MOSCOW—Yesterday afternoon, two women—a mother and her 38-year-old daughter—were found stabbed to death in the southeastern city of Kazan. By the time the news reached Moscow this morning, it arrived with a new bit of information: someone had scrawled “Free Pussy Riot” on the hallway wall. In blood.
It’s not clear who did this—or, more significantly, why—but two weeks after the three young women of Pussy Riot were sentenced to two years in jail for singing a “punk prayer” in the main church of the capital, the story continues to roil Russian society. And “pussy” continues to appear in Russian headlines.

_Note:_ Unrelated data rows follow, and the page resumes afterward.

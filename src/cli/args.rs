//! CLI argument definitions for `NuTranscript`

use clap::{
    builder::{BoolishValueParser, RangedU64ValueParser},
    Parser, Subcommand, ValueEnum,
};
use std::path::PathBuf;

use nu_transcript::config::ConfigOverrides;
use nu_transcript::core::report::ReportFormat;
use nu_transcript::logger::Level;

/// CLI log level argument
///
/// Converts to lowercase strings for config storage and to `logger::Level`
/// for runtime use.
#[derive(Copy, Clone, Debug, ValueEnum, PartialEq, Eq)]
pub enum LogLevelArg {
    /// Error-level logging
    Error,
    /// Warning-level logging
    Warn,
    /// Info-level logging
    Info,
    /// Debug-level logging
    Debug,
}

impl From<LogLevelArg> for Level {
    fn from(arg: LogLevelArg) -> Self {
        match arg {
            LogLevelArg::Error => Self::Error,
            LogLevelArg::Warn => Self::Warn,
            LogLevelArg::Info => Self::Info,
            LogLevelArg::Debug => Self::Debug,
        }
    }
}

impl std::fmt::Display for LogLevelArg {
    fn fmt(&self, f: &mut std::fmt::Formatter<'_>) -> std::fmt::Result {
        let as_str = match self {
            Self::Error => "error",
            Self::Warn => "warn",
            Self::Info => "info",
            Self::Debug => "debug",
        };
        write!(f, "{as_str}")
    }
}

/// Report format argument
#[derive(Copy, Clone, Debug, ValueEnum, PartialEq, Eq)]
pub enum FormatArg {
    /// Plain-text report
    Text,
    /// Markdown report
    Markdown,
}

impl From<FormatArg> for ReportFormat {
    fn from(arg: FormatArg) -> Self {
        match arg {
            FormatArg::Text => Self::Text,
            FormatArg::Markdown => Self::Markdown,
        }
    }
}

/// Line-length limits must be positive, matching `config set max_line_length`
fn line_length_parser() -> RangedU64ValueParser<usize> {
    RangedU64ValueParser::<usize>::new().range(1..)
}

#[derive(Debug, Subcommand)]
pub enum ConfigSubcommand {
    /// Display configuration values.
    ///
    /// If a KEY is provided, displays only that configuration value.
    /// If no KEY is provided, displays all configuration values.
    Get {
        /// Optional configuration key to display (e.g., `level`, `file`, `max_line_length`)
        #[arg(value_name = "KEY")]
        key: Option<String>,
    },
    /// Set a configuration value.
    Set {
        /// Configuration key to set
        #[arg(value_name = "KEY")]
        key: String,
        /// Value to set
        #[arg(value_name = "VALUE")]
        value: String,
    },
    /// Unset a configuration value.
    Unset {
        /// Configuration key to unset
        #[arg(value_name = "KEY")]
        key: String,
    },
    /// Reset configuration to defaults (requires confirmation).
    Reset,
}

#[derive(Debug, Subcommand)]
pub enum Command {
    /// Manage configuration.
    ///
    /// If no subcommand is provided, displays all configuration values.
    Config {
        #[command(subcommand)]
        subcommand: Option<ConfigSubcommand>,
    },
    /// Evaluate a transcript.
    ///
    /// Reads `code|credit|prerequisites|grade` records up to the first empty
    /// line and prints GPA, credit totals and the courses that can be taken next.
    Evaluate {
        /// Transcript file (reads standard input when omitted)
        #[arg(value_name = "FILE")]
        input_file: Option<PathBuf>,

        /// Write the report to a file instead of standard output
        #[arg(short, long, value_name = "FILE")]
        output: Option<PathBuf>,

        /// Report format
        #[arg(short, long, value_enum, default_value_t = FormatArg::Text)]
        format: FormatArg,

        /// Truncate record lines to this many characters (overrides config)
        #[arg(long, value_name = "CHARS", value_parser = line_length_parser())]
        max_line_length: Option<usize>,
    },
}

#[derive(Parser, Debug)]
#[command(
    name = "nutranscript",
    about = "NuTranscript command-line interface",
    version = env!("CARGO_PKG_VERSION")
)]
pub struct Cli {
    /// Set the runtime log level (error|warn|info|debug). Falls back to config if omitted.
    #[arg(long, value_enum)]
    pub log_level: Option<LogLevelArg>,

    /// Enable verbose output (runtime only)
    #[arg(short = 'v', long = "verbose")]
    pub verbose: bool,

    /// Enable debug-level logging and runtime debug flag (shorthand)
    #[arg(long = "debug")]
    pub debug_flag: bool,

    /// Write runtime logs to a file
    #[arg(long, value_name = "PATH")]
    pub log_file: Option<PathBuf>,

    // --- Config overrides ---
    /// Override config logging level (stored in config file)
    #[arg(long = "config-level", value_enum)]
    pub config_level: Option<LogLevelArg>,

    /// Override config log file path
    #[arg(long = "config-log-file", value_name = "PATH")]
    pub config_log_file: Option<PathBuf>,

    /// Override config verbose flag (true/false)
    #[arg(long = "config-verbose", value_parser = BoolishValueParser::new())]
    pub config_verbose: Option<bool>,

    /// Override config maximum record line length
    #[arg(
        long = "config-max-line-length",
        value_name = "CHARS",
        value_parser = line_length_parser()
    )]
    pub config_max_line_length: Option<usize>,

    /// Subcommand to execute.
    /// A subcommand is required to run the CLI.
    #[command(subcommand)]
    pub command: Command,
}

impl Cli {
    /// Convert CLI flags into config overrides
    ///
    /// `evaluate --max-line-length` takes precedence over
    /// `--config-max-line-length` when both are provided.
    pub fn to_config_overrides(&self) -> ConfigOverrides {
        let command_max_line_length = match &self.command {
            Command::Evaluate {
                max_line_length, ..
            } => *max_line_length,
            Command::Config { .. } => None,
        };

        ConfigOverrides {
            level: self.config_level.map(|lvl| lvl.to_string()),
            file: self
                .config_log_file
                .as_ref()
                .map(|p| p.to_string_lossy().to_string()),
            verbose: self.config_verbose,
            max_line_length: command_max_line_length.or(self.config_max_line_length),
        }
    }
}

#[cfg(test)]
mod tests {
    use super::*;

    #[test]
    fn test_log_level_display() {
        assert_eq!(LogLevelArg::Error.to_string(), "error");
        assert_eq!(LogLevelArg::Warn.to_string(), "warn");
        assert_eq!(LogLevelArg::Info.to_string(), "info");
        assert_eq!(LogLevelArg::Debug.to_string(), "debug");
    }

    #[test]
    fn test_log_level_to_logger_level() {
        assert_eq!(Level::from(LogLevelArg::Error), Level::Error);
        assert_eq!(Level::from(LogLevelArg::Warn), Level::Warn);
        assert_eq!(Level::from(LogLevelArg::Info), Level::Info);
        assert_eq!(Level::from(LogLevelArg::Debug), Level::Debug);
    }

    #[test]
    fn test_parse_evaluate_command() {
        let cli = Cli::parse_from([
            "nutranscript",
            "evaluate",
            "in.txt",
            "-o",
            "out.md",
            "-f",
            "markdown",
        ]);
        match cli.command {
            Command::Evaluate {
                input_file,
                output,
                format,
                max_line_length,
            } => {
                assert_eq!(input_file, Some(PathBuf::from("in.txt")));
                assert_eq!(output, Some(PathBuf::from("out.md")));
                assert_eq!(format, FormatArg::Markdown);
                assert_eq!(max_line_length, None);
            }
            Command::Config { .. } => panic!("expected evaluate"),
        }
    }

    #[test]
    fn test_evaluate_defaults_to_stdin_and_text() {
        let cli = Cli::parse_from(["nutranscript", "evaluate"]);
        assert!(matches!(
            cli.command,
            Command::Evaluate {
                input_file: None,
                output: None,
                format: FormatArg::Text,
                ..
            }
        ));
    }

    #[test]
    fn test_to_config_overrides_empty() {
        let cli = Cli::parse_from(["nutranscript", "config"]);
        let overrides = cli.to_config_overrides();
        assert!(overrides.level.is_none());
        assert!(overrides.file.is_none());
        assert!(overrides.verbose.is_none());
        assert!(overrides.max_line_length.is_none());
    }

    #[test]
    fn test_to_config_overrides_with_values() {
        let cli = Cli::parse_from([
            "nutranscript",
            "--config-level",
            "debug",
            "--config-log-file",
            "/tmp/test.log",
            "--config-verbose",
            "yes",
            "--config-max-line-length",
            "80",
            "config",
        ]);
        let overrides = cli.to_config_overrides();
        assert_eq!(overrides.level, Some("debug".to_string()));
        assert_eq!(overrides.file, Some("/tmp/test.log".to_string()));
        assert_eq!(overrides.verbose, Some(true));
        assert_eq!(overrides.max_line_length, Some(80));
    }

    #[test]
    fn test_command_max_line_length_takes_precedence() {
        let cli = Cli::parse_from([
            "nutranscript",
            "--config-max-line-length",
            "80",
            "evaluate",
            "--max-line-length",
            "40",
        ]);
        assert_eq!(cli.to_config_overrides().max_line_length, Some(40));
    }

    #[test]
    fn test_zero_max_line_length_is_rejected() {
        assert!(Cli::try_parse_from(["nutranscript", "evaluate", "--max-line-length", "0"]).is_err());
        assert!(
            Cli::try_parse_from(["nutranscript", "--config-max-line-length", "0", "config"]).is_err()
        );
        assert!(Cli::try_parse_from(["nutranscript", "evaluate", "--max-line-length", "-1"]).is_err());

        let cli = Cli::try_parse_from(["nutranscript", "evaluate", "--max-line-length", "1"])
            .expect("a one-character limit is valid");
        assert_eq!(cli.to_config_overrides().max_line_length, Some(1));
    }
}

On the morning the sentence was to be handed down, members of the topless feminist group FEMEN in Kiev, Ukraine took a chainsaw to a giant wooden cross commemorating the victims of Stalin’s repressions. Soon, copycats were popping up across Russia. The latest cross was felled by Pussy Riots supporters in the subarctic city of Arkhangelsk. This prompted outrage from the Orthodox community, with the Church’s sharp-tongued spokesman Vsevolod Chaplin darkly prophesying that “those who fell crosses today may move on to murder in the future.”
Sure enough, four days later, two women turned up dead with “Free Pussy Riot” scrawled on the wall, as Kremlin loyalists trilled their I-told-you-so’s. (“If you still think that breaking the norms of behavior in a church doesn’t change anything, I recommend you read the latest news,” one of them tweeted.) As if this weren’t enough, shortly after the double-murder swamped the headlines, news broke of a man who had been stabbed to death in St. Petersburg. Whoever killed him left a religious icon on his head.
All of this has put Team Pussy Riot on the defensive, with the women’s lawyers trying to distance themselves from the violence. They have labeled the blood graffiti “a case for a psychiatrist” and called the Archangelsk cross-fellers “two mentally-retarded youths.”
The faithful, however, have felt compelled to respond in kind. Shortly after the Pussy Riot verdict, there were reports of them attacking people wearing “Free Pussy Riot” t-shirts. One young man, a veteran of the second Chechen War and head of the “Holy Rus” organization, announced that he would form bands of Orthodox “volunteers” to patrol Russia for crimes against sacred artifacts and priests.
In truth, Pussy Riot only heightened the cultural tensions underlying Russian society. In the last few years, criticism has mounted against an Orthodox Church that is increasingly lavish (the Church’s press service recently admitted to airbrushing a $30,000 Breguet watch of the patriarch’s wrist), increasingly unapologetic (Chaplin called the patriarch’s sumptuous lifestyle his “cross”), increasingly brazen (a woman thought to be Patriarch Kirill’s lover is suing to take over the apartment of a famous cardiologist dying of cancer) and increasingly seen as a Kremlin franchise. This winter, as anti-Kremlin protests broke out in Moscow, the patriarch called on people to go to church instead, and later enthusiastically endorsed Vladimir Putin ahead of the March presidential election. The people who took to the streets demanding fair elections have, with the help of Pussy Riot, come to see the Church as their enemy, too.
On the other hand, there’s no doubt that Putin’s popularity depends, in part, on his support for the Church. (Support that’s not just rhetorical: He returned religious art to the Church from state museums and, the day before his most recent inauguration, he inaugurated a chapel that would pray for his health around the clock.) The Church’s militantly anti-Western, anti-liberal rhetoric appeals to Putin’s natural base of support, most of it in smaller, poorer cities. This population, if they’ve heard of Pussy Riot at all, is conservative, religious, and nationalistic, and finds the ideas of the opposition deeply alien. It is also a fairly huge population.
Given the increasing economic and political tensions in the country, these two Russias were bound to come to blows. And, as usual, religion has provided an easy, steadily burning fuse.